Reney participated in some community activism, assisting in promoting progressive causes.

"I heard racist language and madness around me from early on in my life. I found it repugnant pretty much from the start. My father probably helped me develop a sensitivity to that. He had been in the Deep South in the late '30s and early '40s, and it was a lot easier for [people] to recognize the more legally sanctioned levels of racism that were evident in the South [than] to recognize the racism that was right in our own backyards in the North," Reney said.

His father helped operate a civil engineering and land surveying business. 

"Part of the blues that I had to deal with growing up was the expectation that I would prepare myself to take over this family business someday. And that was something I didn't fully resolve until I was in my mid-20s," Reney recalled, noting that it required severing ties with the business.

Reney didn't start college until his 20s. Before then, he worked for WCUW in Worcester, hosting jazz and blues programs. He brought a different approach.

"The station was suddenly establishing a new daytime jazz format, which I essentially was the host of, with a more mainstream approach to jazz. As I used to tease my colleagues, 'You know, jazz did exist before Coltrane left Miles Davis in 1960,' but you'd never know that from listening to the bulk of what was presented on this radio station [at night]," he recalled.

Reney also wrote about music for Worcester Magazine and the Valley Advocate, among others.

"I was getting a toehold in radio and writing before I ever went to college," he said.

Eventually, Reney arrived at and graduated from UMass, where he majored in English and American Studies. He subsequently landed at the then Amherst-based WFCR. (The station's studios are now in Springfield.) He had worked in radio for about seven years by then.

"When I came to FCR, I knew what I was doing," he said.

"Jazz la Mode" grew out of a weekly jazz show Reney hosted at the station. Initially, the program was 90 minutes.

"In some ways [it] seems like a short show, but it was actually kind of an excellent time frame for me to work with early on. It helped me focus very intensively on each and every day's show," he said.

He had multiple ways of structuring the program.

"I worked with themes a good deal early on: features on single artists, week-long features on an artist or a style or maybe an instrument, certainly birthday types of celebrations or commemorations and eulogies and memorial tributes to artists," he recalled.
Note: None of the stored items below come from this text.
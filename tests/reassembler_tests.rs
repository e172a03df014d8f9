//! Line Reassembler Tests
//!
//! Tests for chunk-to-line reassembly across arbitrary chunk boundaries.

use assuan_client::protocol::LineReassembler;
use assuan_client::AssuanError;

// =============================================================================
// Basic Framing Tests
// =============================================================================

#[test]
fn test_single_complete_line() {
    let mut reassembler = LineReassembler::new();
    let lines = reassembler.feed(b"OK\n").unwrap();

    assert_eq!(lines, vec![b"OK".to_vec()]);
    assert_eq!(reassembler.pending(), 0);
}

#[test]
fn test_multiple_lines_in_one_chunk() {
    let mut reassembler = LineReassembler::new();
    let lines = reassembler.feed(b"S PROGRESS 1\n# note\nOK\n").unwrap();

    assert_eq!(
        lines,
        vec![b"S PROGRESS 1".to_vec(), b"# note".to_vec(), b"OK".to_vec()]
    );
}

#[test]
fn test_empty_line_is_emitted() {
    let mut reassembler = LineReassembler::new();
    let lines = reassembler.feed(b"\n").unwrap();

    assert_eq!(lines, vec![Vec::<u8>::new()]);
}

#[test]
fn test_terminator_is_stripped() {
    let mut reassembler = LineReassembler::new();
    let lines = reassembler.feed(b"D foo%0Abar\n").unwrap();

    assert_eq!(lines, vec![b"D foo%0Abar".to_vec()]);
}

// =============================================================================
// Chunk Boundary Tests
// =============================================================================

#[test]
fn test_line_split_across_two_chunks() {
    let mut reassembler = LineReassembler::new();

    // First chunk ends mid-line: nothing may be emitted yet.
    let lines = reassembler.feed(b"OK Plea").unwrap();
    assert!(lines.is_empty());
    assert_eq!(reassembler.pending(), 7);

    // Second chunk completes the line.
    let lines = reassembler.feed(b"sed\n").unwrap();
    assert_eq!(lines, vec![b"OK Pleased".to_vec()]);
    assert_eq!(reassembler.pending(), 0);
}

#[test]
fn test_line_delivered_byte_by_byte() {
    let mut reassembler = LineReassembler::new();
    let mut collected = Vec::new();

    for &byte in b"ERR 1 oops\n" {
        collected.extend(reassembler.feed(&[byte]).unwrap());
    }

    assert_eq!(collected, vec![b"ERR 1 oops".to_vec()]);
}

#[test]
fn test_chunk_with_complete_line_and_partial_tail() {
    let mut reassembler = LineReassembler::new();

    let lines = reassembler.feed(b"# first\n# sec").unwrap();
    assert_eq!(lines, vec![b"# first".to_vec()]);
    assert_eq!(reassembler.pending(), 5);

    let lines = reassembler.feed(b"ond\n").unwrap();
    assert_eq!(lines, vec![b"# second".to_vec()]);
}

#[test]
fn test_terminator_arriving_alone() {
    let mut reassembler = LineReassembler::new();

    assert!(reassembler.feed(b"OK").unwrap().is_empty());
    let lines = reassembler.feed(b"\n").unwrap();
    assert_eq!(lines, vec![b"OK".to_vec()]);
}

#[test]
fn test_partial_line_is_never_force_emitted() {
    let mut reassembler = LineReassembler::new();

    assert!(reassembler.feed(b"S KEY without end").unwrap().is_empty());
    assert!(reassembler.feed(b" more").unwrap().is_empty());
    assert_eq!(reassembler.pending(), 22);
}

#[test]
fn test_empty_chunk_is_harmless() {
    let mut reassembler = LineReassembler::new();

    assert!(reassembler.feed(b"").unwrap().is_empty());
    assert!(reassembler.feed(b"OK").unwrap().is_empty());
    assert!(reassembler.feed(b"").unwrap().is_empty());
    let lines = reassembler.feed(b"\n").unwrap();
    assert_eq!(lines, vec![b"OK".to_vec()]);
}

// =============================================================================
// Limit Tests
// =============================================================================

#[test]
fn test_unterminated_line_over_limit_fails() {
    let mut reassembler = LineReassembler::with_limit(16);

    let result = reassembler.feed(&[b'x'; 17]);
    assert!(matches!(result, Err(AssuanError::Framing(_))));
}

#[test]
fn test_limit_applies_to_accumulated_bytes() {
    let mut reassembler = LineReassembler::with_limit(16);

    assert!(reassembler.feed(&[b'x'; 10]).unwrap().is_empty());
    let result = reassembler.feed(&[b'x'; 10]);
    assert!(matches!(result, Err(AssuanError::Framing(_))));
}

#[test]
fn test_long_terminated_line_within_limit_passes() {
    let mut reassembler = LineReassembler::with_limit(16);

    let mut chunk = vec![b'y'; 16];
    chunk.push(b'\n');
    let lines = reassembler.feed(&chunk).unwrap();

    assert_eq!(lines, vec![vec![b'y'; 16]]);
}
//! Error types for the Assuan client
//!
//! Provides a unified error type for all operations.

use thiserror::Error;

use crate::protocol::ResponseKind;

/// Result type alias using AssuanError
pub type Result<T> = std::result::Result<T, AssuanError>;

/// Unified error type for Assuan client operations
#[derive(Debug, Error)]
pub enum AssuanError {
    // -------------------------------------------------------------------------
    // I/O Errors
    // -------------------------------------------------------------------------
    #[error("IO error: {0}")]
    Io(#[from] std::io::Error),

    // -------------------------------------------------------------------------
    // Transport Errors
    // -------------------------------------------------------------------------
    /// Connection-level failure raised by the transport thread.
    ///
    /// These are queued when they occur and surfaced on the next `send`
    /// or `receive` call, so visibility is delayed by up to one call.
    #[error("Transport error: {0}")]
    Transport(String),

    #[error("Client is not connected")]
    NotConnected,

    #[error("Client is already connected")]
    AlreadyConnected,

    #[error("Client is closed")]
    Closed,

    // -------------------------------------------------------------------------
    // Framing Errors
    // -------------------------------------------------------------------------
    #[error("Framing error: {0}")]
    Framing(String),

    // -------------------------------------------------------------------------
    // Response Decoding Errors
    // -------------------------------------------------------------------------
    #[error("Unknown response type: {0}")]
    UnknownResponseType(String),

    #[error("Response parse error: {0}")]
    ResponseParse(String),

    #[error("Response type mismatch: expected {expected:?}, got {actual:?}")]
    ResponseTypeMismatch {
        expected: ResponseKind,
        actual: ResponseKind,
    },
}
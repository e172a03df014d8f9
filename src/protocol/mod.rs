//! Protocol Module
//!
//! Defines the wire protocol for talking to the agent.
//!
//! ## Protocol Format (line-oriented, ASCII)
//!
//! Every message is one line terminated by a linefeed byte.
//!
//! ### Request Lines
//! - `<command>[ <parameters>]` - generic command
//! - `D <percent-encoded-bytes>` - raw data chunk
//!
//! ### Response Lines
//! - `OK[ <message>]` - success
//! - `ERR <code>[ <description>]` - failure, numeric code
//! - `S <keyword> <text>` - status information or inquiry
//! - `# <comment>` - comment, informational only
//! - `D <percent-encoded-bytes>` - raw data chunk
//!
//! Binary payloads travel on `D` lines, percent-encoded byte-wise so the
//! line framing survives any payload content.

mod command;
mod response;
mod codec;
mod reassembler;

pub use command::Command;
pub use response::{Response, ResponseKind};
pub use codec::{
    classify, decode_response, encode_command, encode_data, percent_decode, percent_encode,
    LINE_TERMINATOR,
};
pub use reassembler::{LineReassembler, DEFAULT_MAX_LINE_LEN};
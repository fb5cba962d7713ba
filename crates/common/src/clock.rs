//! Clock and tick-rate utilities for frame stamping.
//!
//! Frame timestamps in handsense are fractional milliseconds anchored to a
//! monotonic epoch recorded when the landmark provider started. This module
//! provides utilities for:
//! - Capturing the epoch and stamping ticks
//! - Converting between millisecond and second domains
//! - Throttling delivery to a target tick rate

use std::time::Instant;

/// A tick clock that provides monotonic millisecond timestamps relative to
/// a fixed epoch (the moment the provider started).
#[derive(Debug, Clone)]
pub struct TickClock {
    /// The instant the stream started.
    epoch: Instant,

    /// Wall-clock time at epoch (ISO 8601 string).
    epoch_wall: String,
}

impl TickClock {
    /// Create a new tick clock anchored to now.
    pub fn start() -> Self {
        Self {
            epoch: Instant::now(),
            epoch_wall: chrono::Utc::now().to_rfc3339(),
        }
    }

    /// Create a clock from a known epoch (for replaying recorded streams).
    pub fn from_epoch(epoch: Instant, wall: String) -> Self {
        Self {
            epoch,
            epoch_wall: wall,
        }
    }

    /// Milliseconds elapsed since the stream started.
    pub fn elapsed_ms(&self) -> f64 {
        self.epoch.elapsed().as_secs_f64() * 1000.0
    }

    /// Seconds elapsed since the stream started.
    pub fn elapsed_secs(&self) -> f64 {
        self.epoch.elapsed().as_secs_f64()
    }

    /// Wall-clock time at stream start.
    pub fn epoch_wall(&self) -> &str {
        &self.epoch_wall
    }

    /// The underlying epoch instant.
    pub fn epoch(&self) -> Instant {
        self.epoch
    }

    /// Convert a millisecond value to seconds.
    pub fn ms_to_secs(ms: f64) -> f64 {
        ms / 1000.0
    }

    /// Convert seconds to milliseconds.
    pub fn secs_to_ms(secs: f64) -> f64 {
        secs * 1000.0
    }
}

/// Tick-rate gate for frame delivery.
///
/// Landmark providers typically run ~30 inferences per second; this gate lets
/// a faster upstream (e.g. a 60 fps camera callback) throttle down to the
/// pipeline's target rate.
#[derive(Debug)]
pub struct FrameRateGate {
    target_interval_ms: f64,
    last_tick_ms: Option<f64>,
}

impl FrameRateGate {
    /// Create a gate targeting the given Hz rate.
    pub fn new(target_hz: u32) -> Self {
        Self {
            target_interval_ms: 1000.0 / target_hz.max(1) as f64,
            last_tick_ms: None,
        }
    }

    /// Check if enough time has passed for the next tick.
    /// Returns true and updates internal state if ready.
    /// The first call always returns true.
    pub fn should_tick(&mut self, now_ms: f64) -> bool {
        match self.last_tick_ms {
            None => {
                self.last_tick_ms = Some(now_ms);
                true
            }
            Some(last) if now_ms >= last + self.target_interval_ms => {
                self.last_tick_ms = Some(now_ms);
                true
            }
            _ => false,
        }
    }

    /// Target interval in milliseconds.
    pub fn interval_ms(&self) -> f64 {
        self.target_interval_ms
    }
}
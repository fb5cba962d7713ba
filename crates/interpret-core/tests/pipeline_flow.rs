//! End-to-end flows through the interpretation pipeline and the engine.

use std::time::Duration;

use tokio::sync::mpsc;
use tokio::time::timeout;

use handsense_frame_model::{
    parse_frames, serialize_frames, ControlState, Frame, GestureType, HandObservation, Handedness,
    LandmarkPoint, INDEX_MCP, LANDMARK_COUNT, MIDDLE_MCP, PINKY_MCP, RING_MCP, THUMB_CMC,
    THUMB_IP, THUMB_MCP, THUMB_TIP,
};
use handsense_interpret_core::{
    ControlEngine, EngineState, GestureConfig, InterpretConfig, InterpretPipeline,
};

const RECV_TIMEOUT: Duration = Duration::from_secs(1);

/// All landmarks on one point, enough for motion and distance flows.
fn uniform_hand(id: u64, x: f64, y: f64) -> HandObservation {
    HandObservation::new(
        id,
        Handedness::Right,
        vec![LandmarkPoint::new(x, y, 0.3); LANDMARK_COUNT],
        0.95,
    )
}

/// A recognizable right hand: open spreads every finger, closed curls
/// them all into a fist.
fn posed_hand(id: u64, open: bool) -> HandObservation {
    let mut points = [(0.50_f64, 0.80_f64); LANDMARK_COUNT];
    points[THUMB_CMC] = (0.44, 0.76);
    points[THUMB_MCP] = (0.40, 0.72);
    points[THUMB_IP] = (0.38, 0.69);
    points[THUMB_TIP] = if open { (0.32, 0.63) } else { (0.43, 0.73) };

    for (mcp_index, mcp) in [
        (INDEX_MCP, (0.42, 0.60)),
        (MIDDLE_MCP, (0.50, 0.58)),
        (RING_MCP, (0.58, 0.60)),
        (PINKY_MCP, (0.64, 0.63)),
    ] {
        points[mcp_index] = mcp;
        let (pip, dip, tip) = if open {
            (
                (mcp.0, mcp.1 - 0.08),
                (mcp.0, mcp.1 - 0.14),
                (mcp.0, mcp.1 - 0.20),
            )
        } else {
            (
                (mcp.0, mcp.1 - 0.05),
                (mcp.0 + 0.02, mcp.1 - 0.03),
                (mcp.0 + 0.02, mcp.1 + 0.03),
            )
        };
        points[mcp_index + 1] = pip;
        points[mcp_index + 2] = dip;
        points[mcp_index + 3] = tip;
    }

    let landmarks = points
        .iter()
        .map(|&(x, y)| LandmarkPoint::new(x, y, 0.35))
        .collect();
    HandObservation::new(id, Handedness::Right, landmarks, 0.95)
}

#[test]
fn test_tracking_scenario_end_to_end() {
    let mut pipeline = InterpretPipeline::with_defaults();

    // Empty stream before any hand arrives.
    let idle = pipeline.process(&Frame::empty(0.0));
    assert!(!idle.has_active_hand);
    assert!(idle.hands.is_empty());

    // A hand appears: first sample reported raw, at rest.
    let appear = pipeline.process(&Frame::new(33.0, vec![uniform_hand(1, 0.5, 0.5)]));
    assert!(appear.has_active_hand);
    let hand = appear.primary_hand().unwrap();
    assert!((hand.position.x - 0.5).abs() < 1e-9);
    assert_eq!(hand.velocity.magnitude, 0.0);

    // Holding still: the clock advances, velocity stays zero.
    let still = pipeline.process(&Frame::new(66.0, vec![uniform_hand(1, 0.5, 0.5)]));
    assert_eq!(still.delta_ms, 33.0);
    assert_eq!(still.primary_hand().unwrap().velocity.magnitude, 0.0);

    // A sweep to the right produces rightward velocity.
    let sweep = pipeline.process(&Frame::new(100.0, vec![uniform_hand(1, 0.8, 0.5)]));
    let moving = sweep.primary_hand().unwrap();
    assert!(moving.velocity.vx > 0.0);
    assert!(moving.velocity.magnitude > 0.0);

    // A second hand joins and the inter-hand metrics light up.
    let joined = pipeline.process(&Frame::new(
        133.0,
        vec![uniform_hand(1, 0.8, 0.5), uniform_hand(2, 0.2, 0.5)],
    ));
    assert_eq!(joined.hands.len(), 2);
    assert_eq!(joined.secondary_hand().unwrap().hand_id, 2);
    assert!(joined.distances().unwrap().palm_to_palm.is_some());

    // Back to one hand: the pair metrics lapse, tracking carries on.
    let solo = pipeline.process(&Frame::new(166.0, vec![uniform_hand(1, 0.8, 0.5)]));
    assert!(solo.has_active_hand);
    assert!(solo.distances().unwrap().palm_to_palm.is_none());
    assert!(solo.distances().unwrap().primary_pinch.is_some());

    // Total dropout.
    let gone = pipeline.process(&Frame::empty(200.0));
    assert!(!gone.has_active_hand);
    assert!(gone.hands.is_empty());
}

#[test]
fn test_gesture_confirmation_through_pipeline() {
    let config = InterpretConfig {
        gesture: GestureConfig {
            openness_smoothing: 1.0,
            ..Default::default()
        },
        ..Default::default()
    };
    let mut pipeline = InterpretPipeline::new(config);
    let fist = posed_hand(1, false);

    // The fist must outlive the hold window before it is reported.
    let first = pipeline.process(&Frame::new(0.0, vec![fist.clone()]));
    assert_eq!(first.primary_hand().unwrap().gesture.gesture, GestureType::None);

    pipeline.process(&Frame::new(80.0, vec![fist.clone()]));

    let confirmed = pipeline.process(&Frame::new(180.0, vec![fist]));
    let hand = confirmed.primary_hand().unwrap();
    assert_eq!(hand.gesture.gesture, GestureType::ClosedFist);
    assert_eq!(hand.gesture.duration_ms, 180.0);
    assert_eq!(hand.fingers.extended_count, 0);
    assert!(hand.openness.value < 0.3);

    // Opening the hand: the confirmed report holds until the window
    // passes again, then flips.
    let open = posed_hand(1, true);
    let flip = pipeline.process(&Frame::new(213.0, vec![open.clone()]));
    assert_eq!(flip.primary_hand().unwrap().gesture.gesture, GestureType::ClosedFist);

    let settled = pipeline.process(&Frame::new(380.0, vec![open]));
    let hand = settled.primary_hand().unwrap();
    assert_eq!(hand.gesture.gesture, GestureType::OpenHand);
    assert_eq!(hand.fingers.extended_count, 5);
    assert!(hand.openness.value > 0.7);
}

#[test]
fn test_recorded_stream_replays_identically() {
    let frames = vec![
        Frame::empty(0.0),
        Frame::new(33.0, vec![uniform_hand(1, 0.4, 0.5)]),
        Frame::new(66.0, vec![uniform_hand(1, 0.5, 0.5)]),
        Frame::new(100.0, vec![uniform_hand(1, 0.5, 0.5), uniform_hand(2, 0.7, 0.5)]),
    ];

    let jsonl = serialize_frames(&frames).unwrap();
    let replayed = parse_frames(&jsonl).unwrap();
    assert_eq!(replayed.len(), frames.len());

    let mut live = InterpretPipeline::with_defaults();
    let mut offline = InterpretPipeline::with_defaults();
    for (original, decoded) in frames.iter().zip(&replayed) {
        assert_eq!(live.process(original), offline.process(decoded));
    }
}

#[tokio::test]
async fn test_engine_publishes_each_frame_in_order() {
    let mut engine = ControlEngine::with_defaults();
    let mut updates = engine.subscribe();
    let (frames_tx, frames_rx) = mpsc::channel(8);

    engine.start(frames_rx);
    assert_eq!(engine.state(), EngineState::Running);

    frames_tx
        .send(Frame::new(0.0, vec![uniform_hand(1, 0.3, 0.5)]))
        .await
        .unwrap();
    frames_tx
        .send(Frame::new(33.0, vec![uniform_hand(1, 0.6, 0.5)]))
        .await
        .unwrap();

    let first = timeout(RECV_TIMEOUT, updates.recv()).await.unwrap().unwrap();
    assert_eq!(first.timestamp_ms, 0.0);
    assert!(first.has_active_hand);

    let second = timeout(RECV_TIMEOUT, updates.recv()).await.unwrap().unwrap();
    assert_eq!(second.timestamp_ms, 33.0);
    assert_eq!(second.delta_ms, 33.0);
    assert!(second.primary_hand().unwrap().velocity.magnitude > 0.0);

    // The latest state is also readable without subscribing.
    assert_eq!(engine.current_state().timestamp_ms, 33.0);

    engine.stop();
    assert_eq!(engine.state(), EngineState::Idle);
}

#[tokio::test]
async fn test_engine_reset_publishes_empty_state() {
    let mut engine = ControlEngine::with_defaults();
    let mut updates = engine.subscribe();
    let (frames_tx, frames_rx) = mpsc::channel(8);
    engine.start(frames_rx);

    frames_tx
        .send(Frame::new(100.0, vec![uniform_hand(1, 0.4, 0.4)]))
        .await
        .unwrap();
    let tick = timeout(RECV_TIMEOUT, updates.recv()).await.unwrap().unwrap();
    assert!(tick.has_active_hand);

    engine.reset();
    let cleared = timeout(RECV_TIMEOUT, updates.recv()).await.unwrap().unwrap();
    assert!(!cleared.has_active_hand);
    assert!(cleared.hands.is_empty());
    assert_eq!(engine.current_state(), ControlState::empty());
    assert_eq!(engine.state(), EngineState::Running);

    // The next frame starts the clock from scratch.
    frames_tx
        .send(Frame::new(500.0, vec![uniform_hand(1, 0.4, 0.4)]))
        .await
        .unwrap();
    let fresh = timeout(RECV_TIMEOUT, updates.recv()).await.unwrap().unwrap();
    assert_eq!(fresh.delta_ms, 0.0);
    assert_eq!(fresh.primary_hand().unwrap().velocity.magnitude, 0.0);
}

#[tokio::test]
async fn test_engine_restart_switches_sources() {
    let mut engine = ControlEngine::with_defaults();
    let (first_tx, first_rx) = mpsc::channel::<Frame>(8);
    engine.start(first_rx);

    let (second_tx, second_rx) = mpsc::channel(8);
    engine.start(second_rx);
    assert_eq!(engine.state(), EngineState::Running);

    let mut updates = engine.subscribe();
    second_tx
        .send(Frame::new(777.0, vec![uniform_hand(3, 0.5, 0.5)]))
        .await
        .unwrap();

    let state = timeout(RECV_TIMEOUT, updates.recv()).await.unwrap().unwrap();
    assert_eq!(state.timestamp_ms, 777.0);
    assert_eq!(state.primary_hand().unwrap().hand_id, 3);

    drop(first_tx);
}

#[tokio::test]
async fn test_engine_reconfigure_applies_to_next_tick() {
    let mut engine = ControlEngine::with_defaults();
    let mut updates = engine.subscribe();
    let (frames_tx, frames_rx) = mpsc::channel(8);
    engine.start(frames_rx);

    let patch = serde_json::from_str(r#"{"gesture":{"min_gesture_duration_ms":0.0}}"#).unwrap();
    engine.reconfigure(&patch);
    assert_eq!(engine.config().gesture.min_gesture_duration_ms, 0.0);

    // With the hold window gone, a fist is reported on its first tick.
    frames_tx
        .send(Frame::new(0.0, vec![posed_hand(1, false)]))
        .await
        .unwrap();
    let state = timeout(RECV_TIMEOUT, updates.recv()).await.unwrap().unwrap();
    assert_eq!(
        state.primary_hand().unwrap().gesture.gesture,
        GestureType::ClosedFist
    );
}
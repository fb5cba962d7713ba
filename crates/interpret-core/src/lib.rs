//! Handsense Interpretation Core
//!
//! Turns raw hand-landmark frames into a semantic control state:
//! - **Position:** smoothed per-hand position, velocity, depth, rotation
//! - **Gesture:** finger extension, openness, hysteresis-gated gestures
//! - **Distance:** normalized pinch and inter-hand distance metrics
//!
//! The stages are pure computation over per-hand history and run in a
//! fixed order inside [`InterpretPipeline`]. [`ControlEngine`] adds
//! lifecycle on top: it drains a frame source and publishes one
//! [`handsense_frame_model::ControlState`] per tick.

pub mod distance;
pub mod engine;
pub mod gesture;
pub mod position;
pub mod stage;

pub use distance::{DistanceConfig, DistanceMeasurer};
pub use engine::{
    ControlEngine, EngineState, InterpretConfig, InterpretConfigPatch, InterpretPipeline,
};
pub use gesture::{GestureClassifier, GestureConfig};
pub use position::{PositionConfig, PositionMode, PositionTracker};
pub use stage::InterpretStage;
//! Handsense Frame Model
//!
//! Defines the boundary data contracts for the interpretation pipeline:
//! - **Landmarks:** the fixed 21-point hand topology and geometry helpers
//! - **Frames:** per-tick observations from the landmark provider, with a
//!   JSONL stream format for fixtures and offline replay
//! - **Control state:** the interpreted per-tick output toward effectors
//!
//! All coordinates are normalized to `[0.0, 1.0]` relative to the capture
//! frame; timestamps are fractional milliseconds since stream start.

pub mod control;
pub mod frame;
pub mod landmark;

pub use control::*;
pub use frame::*;
pub use landmark::*;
Reney is still prone to using birthdays and deaths as starting points.

"I sometimes joke that they call me a deejay, but I'm really a eulogist. I've made so many memorial tributes," he said.

Creating sets of two and three songs, typically, is at the core of Reney's job.

"I love putting together music back to back. I think I have a skill and maybe even an intuitive sense of what works and how to build continuity and a kind of seamlessness at times, one cut to the next," he said.

He strives to pair complementary pieces rather than contrasting ones.

"I can be a little obsessive at times with what follows what. A lot of that is worked out in advance. I'm not on the fly that much anymore as a deejay. In fact, my show is pretty much already programmed before I begin the act of live presentation and announcing, and I generally have compiled a playlist. I have several hundred subscribers to a free email list. They're often getting the playlist before the show actually airs because I've got it pretty thoroughly worked out," he said.

Reney also hosts a podcast, JazzBeat, and authors blog posts on NEPR's website. Like media, jazz can be segmented, but Reney has sought to keep radio and jazz relevant to as many listeners as possible over the years.

"In one or way another, an individual like myself, given the privilege and the responsibility of presenting the artform on the radio, has got to be deeply engaged — it cannot be sustained for five nights a week for long, never mind for 30-something years — without a kind of vision behind it," he said, "and I hope that I've conveyed something of that vision of mine that I bring to this job as host and producer of the show."